Contracts. The Company derives revenue primarily from construction projects performed: i) under master and other service agreements, which provide a menu of available services in a specific geographic territory that are utilized on an as-needed basis, and are typically priced using time and materials or a fixed price per unit basis; or ii) under contracts for specific projects requiring the construction and installation of an entire infrastructure system or specified units within an infrastructure system, which are subject to multiple pricing options, including fixed price, unit price, time and materials, or cost plus a markup. Revenue derived from master service and other service agreements totaled 32% of consolidated revenue for both the three month periods ended September 30, 2018 and 2017, and totaled 36% and 35% for the nine month periods ended September 30, 2018 and 2017, respectively.
Fixed price contracts provide for a fixed amount of revenue for the entire project. Revenue from these contracts, as well as for certain projects pursuant to master and other service agreements, is recognized over time using the cost-to-cost measure of progress. For these contracts, the cost-to-cost measure of progress best depicts the continuous transfer of control of goods or services to the customer. Such contracts provide that the customer accept completion of progress to date and compensate the Company for services rendered.

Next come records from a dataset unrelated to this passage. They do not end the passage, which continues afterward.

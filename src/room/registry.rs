//! Process-wide room registry.
//!
//! Owns the map from room id to actor handle. Creating a room hashes the
//! passphrase, picks a unique short id and spawns the actor; the room
//! lives in its own task from then on and the registry only hands out
//! handles.

use std::collections::HashMap;
use std::sync::Arc;

use argon2::password_hash::{PasswordHasher, SaltString, rand_core::OsRng};
use argon2::Argon2;
use log::info;
use rand::Rng;
use thiserror::Error;
use tokio::sync::{RwLock, oneshot};

use crate::game::constants::{
    MAX_ROOM_NAME_LENGTH, ROOM_ID_ALPHABET, ROOM_ID_CREATE_ATTEMPTS, ROOM_ID_LENGTH,
};
use crate::game::entities::PlayerId;
use crate::room::actor::{RoomActor, RoomHandle};
use crate::room::config::RoomSettings;
use crate::room::engine::RoomEngine;
use crate::room::messages::{LobbySummary, RoomMessage};

#[derive(Debug, Error)]
pub enum RegistryError {
    #[error("could not allocate a unique room id")]
    IdSpaceExhausted,

    #[error("room not found")]
    RoomNotFound,

    #[error("failed to hash the room passphrase")]
    PassphraseHash,
}

/// Shared handle map. Cloning shares the underlying registry.
#[derive(Clone, Default)]
pub struct RoomRegistry {
    rooms: Arc<RwLock<HashMap<String, RoomHandle>>>,
}

fn random_room_id() -> String {
    let mut rng = rand::rng();
    (0..ROOM_ID_LENGTH)
        .map(|_| {
            let i = rng.random_range(0..ROOM_ID_ALPHABET.len());
            ROOM_ID_ALPHABET[i] as char
        })
        .collect()
}

impl RoomRegistry {
    #[must_use]
    pub fn new() -> Self {
        Self::default()
    }

    /// Create a room with its creator seated as host. Returns the new
    /// room's id and handle.
    pub async fn create_room(
        &self,
        host_id: PlayerId,
        host_name: &str,
        room_name: &str,
        passphrase: Option<&str>,
        settings: RoomSettings,
    ) -> Result<(String, RoomHandle), RegistryError> {
        let passphrase_hash = match passphrase.filter(|p| !p.is_empty()) {
            Some(pass) => {
                let salt = SaltString::generate(&mut OsRng);
                let hash = Argon2::default()
                    .hash_password(pass.as_bytes(), &salt)
                    .map_err(|_| RegistryError::PassphraseHash)?;
                Some(hash.to_string())
            }
            None => None,
        };

        let mut rooms = self.rooms.write().await;
        let room_id = Self::unique_id(&rooms)?;

        let mut room_name: String = room_name.trim().chars().take(MAX_ROOM_NAME_LENGTH).collect();
        if room_name.is_empty() {
            room_name = format!("table-{room_id}");
        }

        let engine = RoomEngine::new(
            room_id.clone(),
            room_name,
            passphrase_hash,
            settings,
            host_id,
            host_name,
        );
        let handle = RoomActor::spawn(engine);
        rooms.insert(room_id.clone(), handle.clone());
        info!("created room {room_id}");
        Ok((room_id, handle))
    }

    fn unique_id(rooms: &HashMap<String, RoomHandle>) -> Result<String, RegistryError> {
        for _ in 0..ROOM_ID_CREATE_ATTEMPTS {
            let id = random_room_id();
            if !rooms.contains_key(&id) {
                return Ok(id);
            }
        }
        Err(RegistryError::IdSpaceExhausted)
    }

    /// Look up a live room. Handles whose actor has exited are treated
    /// as absent.
    pub async fn get(&self, room_id: &str) -> Option<RoomHandle> {
        let id = room_id.trim().to_uppercase();
        let rooms = self.rooms.read().await;
        rooms.get(&id).filter(|h| !h.is_closed()).cloned()
    }

    /// Summaries of all live rooms, idle rooms first, ties broken by id.
    pub async fn lobby(&self) -> Vec<LobbySummary> {
        let handles: Vec<RoomHandle> = {
            let rooms = self.rooms.read().await;
            rooms.values().filter(|h| !h.is_closed()).cloned().collect()
        };

        let mut summaries = Vec::with_capacity(handles.len());
        for handle in handles {
            let (tx, rx) = oneshot::channel();
            if !handle.send(RoomMessage::GetLobbySummary { reply: tx }).await {
                continue;
            }
            if let Ok(summary) = rx.await {
                summaries.push(summary);
            }
        }
        summaries.sort_by(|a, b| {
            a.in_game
                .cmp(&b.in_game)
                .then_with(|| a.room_id.cmp(&b.room_id))
        });
        summaries
    }

    /// Drop handles whose actor has exited.
    pub async fn purge_closed(&self) {
        let mut rooms = self.rooms.write().await;
        rooms.retain(|_, handle| !handle.is_closed());
    }

    pub async fn room_count(&self) -> usize {
        self.rooms.read().await.len()
    }
}
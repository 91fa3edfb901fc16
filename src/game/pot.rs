//! Side-pot construction and payout splitting.
//!
//! Pots are derived from each player's `total_contribution` at settlement
//! time rather than tracked incrementally, so folded contributions are
//! never lost and the sum of all pots always equals the sum of all
//! contributions.

use std::collections::HashMap;

use serde::{Deserialize, Serialize};

use super::entities::{Chips, Player, PlayerId};

/// One pot layer: its chip amount and the contenders eligible to win it.
#[derive(Clone, Debug, Deserialize, Serialize)]
pub struct SidePot {
    pub amount: Chips,
    pub eligible: Vec<PlayerId>,
}

/// Total chips committed this hand, over all players including folders.
#[must_use]
pub fn pot_total(players: &[Player]) -> Chips {
    players.iter().map(|p| p.total_contribution).sum()
}

/// Slice contributions into pots at each distinct all-in level.
///
/// Every contributor pays into each layer up to their contribution, but
/// only unfolded contenders are eligible to win it. A layer everyone has
/// folded out of (deep stacks can open-fold behind shorter all-ins) is
/// dead money: it folds into the pot below it, so the sum of pots always
/// equals the sum of contributions.
#[must_use]
pub fn compute_side_pots(players: &[Player]) -> Vec<SidePot> {
    let mut levels: Vec<Chips> = players
        .iter()
        .map(|p| p.total_contribution)
        .filter(|&c| c > 0)
        .collect();
    levels.sort_unstable();
    levels.dedup();

    let mut pots: Vec<SidePot> = Vec::new();
    let mut dead = 0;
    let mut prev = 0;
    for level in levels {
        let step = level - prev;
        prev = level;
        let contributors = players
            .iter()
            .filter(|p| p.total_contribution >= level)
            .count() as Chips;
        let amount = step * contributors;
        if amount == 0 {
            continue;
        }
        let eligible: Vec<PlayerId> = players
            .iter()
            .filter(|p| p.total_contribution >= level && p.contending())
            .map(|p| p.id)
            .collect();
        if eligible.is_empty() {
            dead += amount;
            continue;
        }
        pots.push(SidePot { amount, eligible });
    }
    if dead > 0 && let Some(last) = pots.last_mut() {
        last.amount += dead;
    }
    pots
}

/// Split one pot among its winners, crediting `payouts`.
///
/// Remainder chips that do not divide evenly go one at a time to winners
/// in table order starting after the dealer, so the odd chip lands on the
/// same seat no matter how the winner set was produced.
pub fn split_pot(
    amount: Chips,
    winners: &[PlayerId],
    order: &[PlayerId],
    dealer_id: PlayerId,
    payouts: &mut HashMap<PlayerId, Chips>,
) {
    if winners.is_empty() || amount == 0 {
        return;
    }
    let n = winners.len() as Chips;
    let base = amount / n;
    let mut odd = amount % n;

    for &winner in winners {
        *payouts.entry(winner).or_insert(0) += base;
    }
    if odd == 0 {
        return;
    }

    let ordered = winners_after_dealer(winners, order, dealer_id);
    let mut i = 0;
    while odd > 0 {
        *payouts.entry(ordered[i % ordered.len()]).or_insert(0) += 1;
        odd -= 1;
        i += 1;
    }
}

/// Winners sorted by table position starting left of the dealer. Falls
/// back to the given winner order when the dealer is not in `order`.
fn winners_after_dealer(
    winners: &[PlayerId],
    order: &[PlayerId],
    dealer_id: PlayerId,
) -> Vec<PlayerId> {
    let Some(dealer_idx) = order.iter().position(|&id| id == dealer_id) else {
        return winners.to_vec();
    };
    let mut ordered = Vec::with_capacity(winners.len());
    for offset in 1..=order.len() {
        let id = order[(dealer_idx + offset) % order.len()];
        if winners.contains(&id) {
            ordered.push(id);
        }
    }
    // Winners not in the seating order (cannot normally happen) keep
    // their place at the end.
    for &w in winners {
        if !ordered.contains(&w) {
            ordered.push(w);
        }
    }
    ordered
}
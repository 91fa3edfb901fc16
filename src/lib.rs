//! # holdem_rooms
//!
//! An authoritative, server-side multi-room No-Limit Texas Hold'em
//! engine. All shuffling, dealing, betting validation, pot math and
//! settlement happen here; clients only submit intents and receive
//! per-viewer snapshots, so no transport ever sees another player's
//! hole cards.
//!
//! ## Architecture
//!
//! - [`game`]: the pure rules. [`game::Hand`] is the betting state
//!   machine for one hand from deal to settlement, on top of the 7-card
//!   evaluator and contribution-level side-pot math.
//! - [`room`]: the concurrent layer. Every room runs as one tokio actor
//!   ([`room::RoomActor`]) that owns a [`room::RoomEngine`] and applies
//!   intents strictly in arrival order, alongside the room's turn and
//!   auto-start clocks. [`room::RoomRegistry`] maps short room ids to
//!   live actor handles.
//!
//! ## Example
//!
//! ```no_run
//! use holdem_rooms::{PlayerId, RoomRegistry, RoomSettings};
//!
//! # async fn demo() {
//! let registry = RoomRegistry::new();
//! let host = PlayerId::new();
//! let (room_id, handle) = registry
//!     .create_room(host, "alice", "friday game", None, RoomSettings::default())
//!     .await
//!     .unwrap();
//! # let _ = (room_id, handle);
//! # }
//! ```

pub mod game;
pub use game::{
    Card, Chips, Phase, Player, PlayerAction, PlayerId, Suit,
    constants,
    hand::{ActionError, Hand, HandSetup},
};

pub mod room;
pub use room::{
    RegistryError, Role, RoomError, RoomHandle, RoomMessage, RoomRegistry, RoomSettings,
    RoomStateView,
};
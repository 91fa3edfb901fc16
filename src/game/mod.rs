//! Core hold'em rules: cards, betting, pots and evaluation.
//!
//! Everything in here is synchronous and deterministic given a shuffled
//! deck; rooms and scheduling live in [`crate::room`].

pub mod constants;
pub mod entities;
pub mod evaluator;
pub mod hand;
pub mod pot;

pub use entities::{Card, Chips, Phase, Player, PlayerAction, PlayerId, Suit};
pub use evaluator::{HandCategory, HandEval, evaluate_seven};
pub use hand::{ActionError, Hand, HandSetup};
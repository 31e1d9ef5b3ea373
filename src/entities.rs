/// All game entity types — plain data plus the box geometry they share.

use crate::score::ScoreLedger;

#[derive(Clone, Copy, Debug, PartialEq, Eq)]
pub enum GameStatus {
    Playing,
    GameOver,
}

// ── Geometry ──────────────────────────────────────────────────────────────────

/// Axis-aligned box in logical pixels, used for drawing and collisions alike.
#[derive(Clone, Copy, Debug, PartialEq, Eq)]
pub struct Rect {
    pub x: i32,
    pub y: i32,
    pub width: i32,
    pub height: i32,
}

impl Rect {
    pub fn new(x: i32, y: i32, width: i32, height: i32) -> Self {
        Self { x, y, width, height }
    }

    pub fn right(&self) -> i32 {
        self.x + self.width
    }

    pub fn bottom(&self) -> i32 {
        self.y + self.height
    }

    pub fn center_x(&self) -> i32 {
        self.x + self.width / 2
    }

    /// Strict intersection: boxes that only share an edge do not overlap.
    pub fn overlaps(&self, other: &Rect) -> bool {
        self.x < other.right()
            && other.x < self.right()
            && self.y < other.bottom()
            && other.y < self.bottom()
    }
}

// ── Player, projectiles, enemies ──────────────────────────────────────────────

#[derive(Clone, Debug, PartialEq)]
pub struct Player {
    pub rect: Rect,
}

#[derive(Clone, Debug, PartialEq)]
pub struct Bullet {
    pub rect: Rect,
}

/// Identifier handed out at spawn time; unique within a session.
pub type EnemyId = u64;

#[derive(Clone, Debug, PartialEq)]
pub struct Enemy {
    pub id: EnemyId,
    pub rect: Rect,
}

// ── Signals ───────────────────────────────────────────────────────────────────

/// Something the resolver noticed during a tick.  The game loop consumes
/// these directly; nothing is queued across ticks.
#[derive(Clone, Copy, Debug, PartialEq, Eq)]
pub enum Signal {
    BulletFired,
    EnemyDestroyed(EnemyId),
    PlayerHit,
}

// ── Master game state ─────────────────────────────────────────────────────────

/// One session's worth of state.  Cloneable so pure update functions can
/// return a new copy without mutating the original.
#[derive(Clone, Debug)]
pub struct GameState {
    pub player: Player,
    /// Firing order is preserved.
    pub bullets: Vec<Bullet>,
    pub enemies: Vec<Enemy>,
    pub score: ScoreLedger,
    pub status: GameStatus,
    pub frame: u64,
    pub next_enemy_id: EnemyId,
}
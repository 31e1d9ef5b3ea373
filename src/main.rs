use std::env;
use std::fs::File;
use std::io::{stdout, BufWriter, Write};
use std::path::{Path, PathBuf};
use std::sync::Mutex;

use anyhow::{Context, Result};
use clap::Parser;
use crossterm::{
    cursor,
    event::{KeyboardEnhancementFlags, PopKeyboardEnhancementFlags, PushKeyboardEnhancementFlags},
    terminal, ExecutableCommand,
};
use rand::rngs::StdRng;
use rand::SeedableRng;
use tracing_subscriber::EnvFilter;

use space_shooter::audio::{Audio, Silent, TerminalBell};
use space_shooter::config::GameConfig;
use space_shooter::display::TerminalRenderer;
use space_shooter::game;
use space_shooter::input::{spawn_event_reader, KeyTracker};
use space_shooter::score::HighScoreStore;

#[derive(Parser, Debug)]
#[command(name = "space_shooter")]
#[command(about = "Shoot the descending saucers before one reaches your ship")]
struct Args {
    /// TOML file overriding any of the default game settings
    #[arg(long)]
    config: Option<PathBuf>,

    /// File holding the persisted high score
    #[arg(long, default_value = "High-score.txt")]
    high_score_file: PathBuf,

    /// Seed for enemy placement (random if omitted)
    #[arg(long)]
    seed: Option<u64>,

    /// Where log output goes; the terminal itself is busy drawing the game
    #[arg(long, default_value = "space_shooter.log")]
    log_file: PathBuf,

    /// Disable sound cues
    #[arg(long)]
    mute: bool,
}

/// `RUST_LOG`-style directives, falling back to `info` when absent or unparsable.
fn log_filter(directives: Option<&str>) -> EnvFilter {
    directives
        .filter(|d| !d.trim().is_empty())
        .and_then(|d| EnvFilter::try_new(d).ok())
        .unwrap_or_else(|| EnvFilter::new("info"))
}

fn init_logging(path: &Path) -> Result<()> {
    let file = File::create(path)
        .with_context(|| format!("failed to create log file {}", path.display()))?;
    tracing_subscriber::fmt()
        .with_env_filter(log_filter(env::var(EnvFilter::DEFAULT_ENV).ok().as_deref()))
        .with_ansi(false)
        .with_writer(Mutex::new(file))
        .init();
    Ok(())
}

fn main() -> Result<()> {
    let args = Args::parse();
    init_logging(&args.log_file)?;

    let config = match &args.config {
        Some(path) => GameConfig::load_from_file(path)?,
        None => GameConfig::default(),
    };
    config.validate()?;
    tracing::info!(?config, "configuration loaded");

    // Fail before touching the terminal if the high score is unusable
    let store = HighScoreStore::open(&args.high_score_file)?;

    let rng = match args.seed {
        Some(seed) => StdRng::seed_from_u64(seed),
        None => StdRng::from_entropy(),
    };

    let raw_out = stdout();
    let mut out = BufWriter::new(raw_out);

    terminal::enable_raw_mode().context("failed to enable raw mode")?;
    out.execute(terminal::EnterAlternateScreen)?;
    out.execute(cursor::Hide)?;
    out.execute(terminal::SetTitle(&config.title))?;

    // Request key-release (and key-repeat) events from the terminal.
    // Kitty-protocol terminals support this; others fall back gracefully.
    let keyboard_enhanced = out
        .execute(PushKeyboardEnhancementFlags(
            KeyboardEnhancementFlags::REPORT_EVENT_TYPES,
        ))
        .is_ok();

    let mut input = KeyTracker::new(spawn_event_reader());
    let mut audio: Box<dyn Audio> = if args.mute {
        Box::new(Silent)
    } else {
        Box::new(TerminalBell::new(stdout()))
    };

    let result = game::run(
        &config,
        &store,
        &mut TerminalRenderer::new(&mut out),
        &mut audio,
        &mut input,
        rng,
    );

    // Always restore the terminal
    if keyboard_enhanced {
        let _ = out.execute(PopKeyboardEnhancementFlags);
    }
    let _ = out.execute(cursor::Show);
    let _ = out.execute(terminal::LeaveAlternateScreen);
    let _ = terminal::disable_raw_mode();
    let _ = out.flush();

    if let Err(e) = &result {
        tracing::error!("game loop failed: {e}");
    }
    result.context("game loop failed")
}
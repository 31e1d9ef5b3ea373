//! Game configuration.
//!
//! All geometry is expressed in logical pixels on an 800×600 canvas; the
//! renderer scales it to whatever terminal it finds.  Every field has a
//! default so a TOML override file only needs the keys it changes.

use std::fs;
use std::path::Path;
use std::time::Duration;

use serde::Deserialize;

use crate::error::{GameError, Result};

#[derive(Debug, Clone, PartialEq, Deserialize)]
#[serde(default)]
pub struct GameConfig {
    pub title: String,
    pub screen_width: i32,
    pub screen_height: i32,
    pub fps: u32,

    pub player_width: i32,
    pub player_height: i32,
    /// Distance from the bottom edge to the player's top row.
    pub player_bottom_offset: i32,
    pub player_velocity: i32,

    pub bullet_width: i32,
    pub bullet_height: i32,
    pub bullet_velocity: i32,
    pub max_bullets: usize,

    pub enemy_width: i32,
    pub enemy_height: i32,
    pub enemy_velocity: i32,
    pub max_enemies: usize,
    /// Enemies spawn with `y` in `[0, screen_height - spawn_band_margin]`.
    pub spawn_band_margin: i32,

    pub game_over_pause_ms: u64,
}

impl Default for GameConfig {
    fn default() -> Self {
        Self {
            title: "Space Invaders Original!".into(),
            screen_width: 800,
            screen_height: 600,
            fps: 60,
            player_width: 64,
            player_height: 64,
            player_bottom_offset: 100,
            player_velocity: 5,
            bullet_width: 13,
            bullet_height: 15,
            bullet_velocity: 5,
            max_bullets: 3,
            enemy_width: 64,
            enemy_height: 64,
            enemy_velocity: 2,
            max_enemies: 10,
            spawn_band_margin: 400,
            game_over_pause_ms: 2000,
        }
    }
}

impl GameConfig {
    /// Read a TOML file and validate it.
    pub fn load_from_file(path: impl AsRef<Path>) -> Result<Self> {
        let path = path.as_ref();
        let data = fs::read_to_string(path)
            .map_err(|e| GameError::Config(format!("read {}: {e}", path.display())))?;
        let cfg: Self = toml::from_str(&data)
            .map_err(|e| GameError::Config(format!("parse {}: {e}", path.display())))?;
        cfg.validate()?;
        Ok(cfg)
    }

    /// Reject geometry the game loop cannot honour.
    pub fn validate(&self) -> Result<()> {
        let mut problems = Vec::new();
        if self.screen_width <= 0 || self.screen_height <= 0 {
            problems.push("screen dimensions must be > 0".to_string());
        }
        if self.fps == 0 {
            problems.push("fps must be > 0".to_string());
        }
        for (name, w, h) in [
            ("player", self.player_width, self.player_height),
            ("bullet", self.bullet_width, self.bullet_height),
            ("enemy", self.enemy_width, self.enemy_height),
        ] {
            if w <= 0 || h <= 0 {
                problems.push(format!("{name} size must be > 0"));
            }
        }
        if self.player_width > self.screen_width {
            problems.push("player is wider than the screen".to_string());
        }
        if self.enemy_width > self.screen_width {
            problems.push("enemy is wider than the screen".to_string());
        }
        if self.spawn_band_margin < 0 || self.spawn_band_margin > self.screen_height {
            problems.push(format!(
                "spawn_band_margin must be in [0, {}]",
                self.screen_height
            ));
        }
        if self.player_bottom_offset <= 0 || self.player_bottom_offset > self.screen_height {
            problems.push(format!(
                "player_bottom_offset must be in [1, {}]",
                self.screen_height
            ));
        }
        if self.player_velocity < 0 || self.bullet_velocity <= 0 || self.enemy_velocity <= 0 {
            problems.push("velocities must be positive".to_string());
        }

        if problems.is_empty() {
            Ok(())
        } else {
            Err(GameError::Config(problems.join("; ")))
        }
    }

    pub fn tick_duration(&self) -> Duration {
        Duration::from_secs(1) / self.fps
    }

    pub fn game_over_pause(&self) -> Duration {
        Duration::from_millis(self.game_over_pause_ms)
    }

    /// Largest `y` an enemy may spawn at.
    pub fn spawn_band_bottom(&self) -> i32 {
        self.screen_height - self.spawn_band_margin
    }

    pub fn player_max_x(&self) -> i32 {
        self.screen_width - self.player_width
    }
}

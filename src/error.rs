//! Error taxonomy for the shooter.
//!
//! Game logic (movement, collisions, spawning) cannot fail.  Everything here is
//! an I/O or configuration problem and is fatal to the process.

use std::path::PathBuf;

use thiserror::Error;

#[derive(Error, Debug)]
pub enum GameError {
    /// Config file could not be read, parsed or failed validation.
    #[error("invalid configuration: {0}")]
    Config(String),

    /// The persisted high score could not be read, parsed or written.
    #[error("high score storage '{}': {reason}", path.display())]
    HighScoreStorage { path: PathBuf, reason: String },

    /// Terminal setup, drawing or event reading failed.
    #[error("terminal error: {0}")]
    Terminal(#[from] std::io::Error),
}

pub type Result<T> = std::result::Result<T, GameError>;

For certain of the Company’s master service and other service agreements, under which it performs installation and maintenance services, primarily for install-to-the-home service providers in its Communications segment, revenue is recognized at a point in time. This is generally when the work order has been fulfilled, which is typically the same day the work is initiated. Point in time revenue accounted for approximately 6% and 7% of consolidated revenue for the three and nine month periods ended September 30, 2018, respectively. Substantially all of the Company’s other revenue is recognized over time.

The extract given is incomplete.